There was at least 57,000 incidents of educators beating Black children in the United States in a single year, according to a recent study by the Brookings Institute, highlighting that “Black children are twice as likely as White children to be subject to corporal punishment” at school.

The disproportionality in corporal punishment in the U.S. is “partly because Black kids are disproportionately likely to live in states where such punishments are allowed, and also because Black students are more likely to be singled out for corporal punishment by educators,” Dick Startz, an economics professor at U.C. Santa Barbara, said in the detailed report released in Jan. 14.

The research by Startz used data from the Department of Education’s Civil Rights Division to determine the breakdown. All data is for the 2011-2012 school year, the latest year available. Corporal punishment at school is illegal in 31 states.

While the report exposes one of the fundamental problems in the U.S. and a historic problem that has persisted over the decades, a Google search shows that few U.S. news outlets had covered it after almost two weeks of being published.

In that year, there was 42,000 reported incidents of Black boys being beaten and 15,000 incidents for Black girls, according to the report. The beatings against all school kids is happening across the country but seven states account for 90 percent of corporal punishment.

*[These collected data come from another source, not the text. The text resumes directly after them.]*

use crate::drawers::{DrawContext, TracksDrawer};
use crate::geometry::{compute_grid, project, LatLngBounds, XY};
use crate::svg::{polyline, SvgDocument};
use crate::track::Track;
use crate::PosterError;

/// One cell per track, newest first, every track drawn at the same scale.
#[derive(Clone, Copy, Debug, Default)]
pub struct GridDrawer;

impl TracksDrawer for GridDrawer {
    fn name(&self) -> &'static str {
        "grid"
    }

    fn draw(
        &self,
        ctx: &DrawContext,
        doc: &mut SvgDocument,
        size: XY,
        offset: XY,
    ) -> Result<(), PosterError> {
        let tracks = ctx.tracks().tracks();
        let span = tracks
            .iter()
            .filter_map(|t| t.bbox())
            .map(|b| b.projected_span())
            .fold(XY::default(), |acc, s| XY::new(acc.x.max(s.x), acc.y.max(s.y)));
        draw_cells(ctx, doc, size, offset, |t| {
            t.bbox().map(|b| b.grown_to_projected_span(span))
        })
    }
}

/// Lay tracks out on a near-square grid and project each into its cell
/// through the box returned by `bbox_of`.
pub(super) fn draw_cells(
    ctx: &DrawContext,
    doc: &mut SvgDocument,
    size: XY,
    mut offset: XY,
    bbox_of: impl Fn(&Track) -> Option<LatLngBounds>,
) -> Result<(), PosterError> {
    let tracks = ctx.tracks().tracks();
    if tracks.is_empty() {
        return Err(PosterError::Render("No tracks to draw".to_string()));
    }
    let (cell_size, (count_x, count_y)) = compute_grid(tracks.len(), size)
        .ok_or_else(|| PosterError::Render("Unable to compute grid.".to_string()))?;
    let spacing_x = if count_x <= 1 {
        0.0
    } else {
        (size.x - cell_size * count_x as f64) / (count_x - 1) as f64
    };
    let spacing_y = if count_y <= 1 {
        0.0
    } else {
        (size.y - cell_size * count_y as f64) / (count_y - 1) as f64
    };
    offset.x += (size.x - count_x as f64 * cell_size - (count_x as f64 - 1.0) * spacing_x) / 2.0;
    offset.y += (size.y - count_y as f64 * cell_size - (count_y as f64 - 1.0) * spacing_y) / 2.0;
    let cell = XY::new(cell_size, cell_size);
    for (index, track) in tracks.iter().rev().enumerate() {
        let p = XY::new((index % count_x) as f64, (index / count_x) as f64)
            * XY::new(cell_size + spacing_x, cell_size + spacing_y);
        draw_track(ctx, doc, track, bbox_of(track), 0.9 * cell, offset + 0.05 * cell + p);
    }
    Ok(())
}

fn draw_track(
    ctx: &DrawContext,
    doc: &mut SvgDocument,
    track: &Track,
    bbox: Option<LatLngBounds>,
    size: XY,
    offset: XY,
) {
    let Some(bbox) = bbox else {
        return;
    };
    let poster = ctx.poster;
    let color = ctx.special_color(ctx.tracks().length_range_by_date(), track.length, track.special);
    let title = format!(
        "{} {}",
        track.start_time_local.format("%Y-%m-%d"),
        poster.format_distance(track.length)
    );
    for line in project(&bbox, size, offset, &track.polylines) {
        doc.add(
            polyline(&line)
                .attr("stroke", color.hex())
                .attr("stroke-width", "0.5")
                .title(title.clone())
                .desc(track.run_id.to_string()),
        );
    }
}

#[cfg(test)]
mod tests {
    use super::*;
    use crate::drawers::tests::{by_name, render, title_of, y_extent};
    use crate::poster::tests::{poster_with, run};

    #[test]
    fn no_tracks_is_an_error() {
        let poster = poster_with(Vec::new());
        let err = poster.render(&GridDrawer).unwrap_err();
        assert_eq!(err.to_string(), "No tracks to draw");
    }

    #[test]
    fn one_polyline_per_track_with_tooltips() {
        let poster = poster_with(vec![
            run(2024, 3, 15, 8, 90, "a.gpx"),
            run(2024, 3, 17, 8, 40, "b.gpx"),
        ]);
        let doc = render(&poster, &GridDrawer);
        let lines = by_name(&doc, "polyline");
        assert_eq!(lines.len(), 2);
        // newest track takes the first cell
        assert_eq!(title_of(lines[0]), Some("2024-03-17 2.2 km"));
        assert_eq!(title_of(lines[1]), Some("2024-03-15 5.0 km"));
        let desc: Vec<_> = lines[1].children().iter().filter(|c| c.name() == "desc").collect();
        assert_eq!(desc.len(), 1);
    }

    #[test]
    fn common_scale_keeps_relative_sizes() {
        let poster = poster_with(vec![
            run(2024, 3, 15, 8, 90, "long.gpx"),
            run(2024, 3, 17, 8, 30, "short.gpx"),
        ]);
        let doc = render(&poster, &GridDrawer);
        let lines = by_name(&doc, "polyline");
        let (short, long) = (y_extent(lines[0]), y_extent(lines[1]));
        assert!((long / short - 3.0).abs() < 0.05, "{long} {short}");
    }
}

The states are Mississippi, Alabama, Georgia, Arkansas, Texas, and Tennessee and Louisiana.

The report says “sadly (and) unsurprisingly” the racial aspect of the punishment takes place in southern states or U.S.’s Deep South, which are known for their notorious historical racist past.

“Black students are twice as likely to be struck as White students in North Carolina and Georgia, 70 percent more likely in Mississippi, 40 percent more likely in Louisiana, and 40 percent more likely in Arkansas,” the report warned.

Meanwhile, in northern states of Pennsylvania and Michigan, where they have low overall rates of corporal punishment, schools are nearly twice as likely to beat Black children as White. “The continuing disproportionate corporal punishment of black children is a reminder that some aspects of the “bad old days” are not fully behind us,” the author stressed.

Also, “most surprisingly”, in northern Maine state Black children are eight times as likely to be hurt by teachers and educators as White children, the report said, while in Colorado, Ohio, and California corporal punishment for black children are 70 percent or more higher than for white children.

While the physical beatings are highly concerning, schools were deploying yet another racially disproportional punishment: suspension from school.

The report said “an astounding 15 percent of black students receive an out-of-school suspension in a given year, a rate nearly 4 times that of White students; in-school suspensions are more than twice as likely among Black students.”

The author further stressed that out-of-school suspensions “are applied disproportionately in every state.”

“So long as these failures fall disproportionately on Black children, we are not yet living up to the dream that children will one day live in a nation where they will not be judged by the color of their skin but by the content of their character,” the author concluded.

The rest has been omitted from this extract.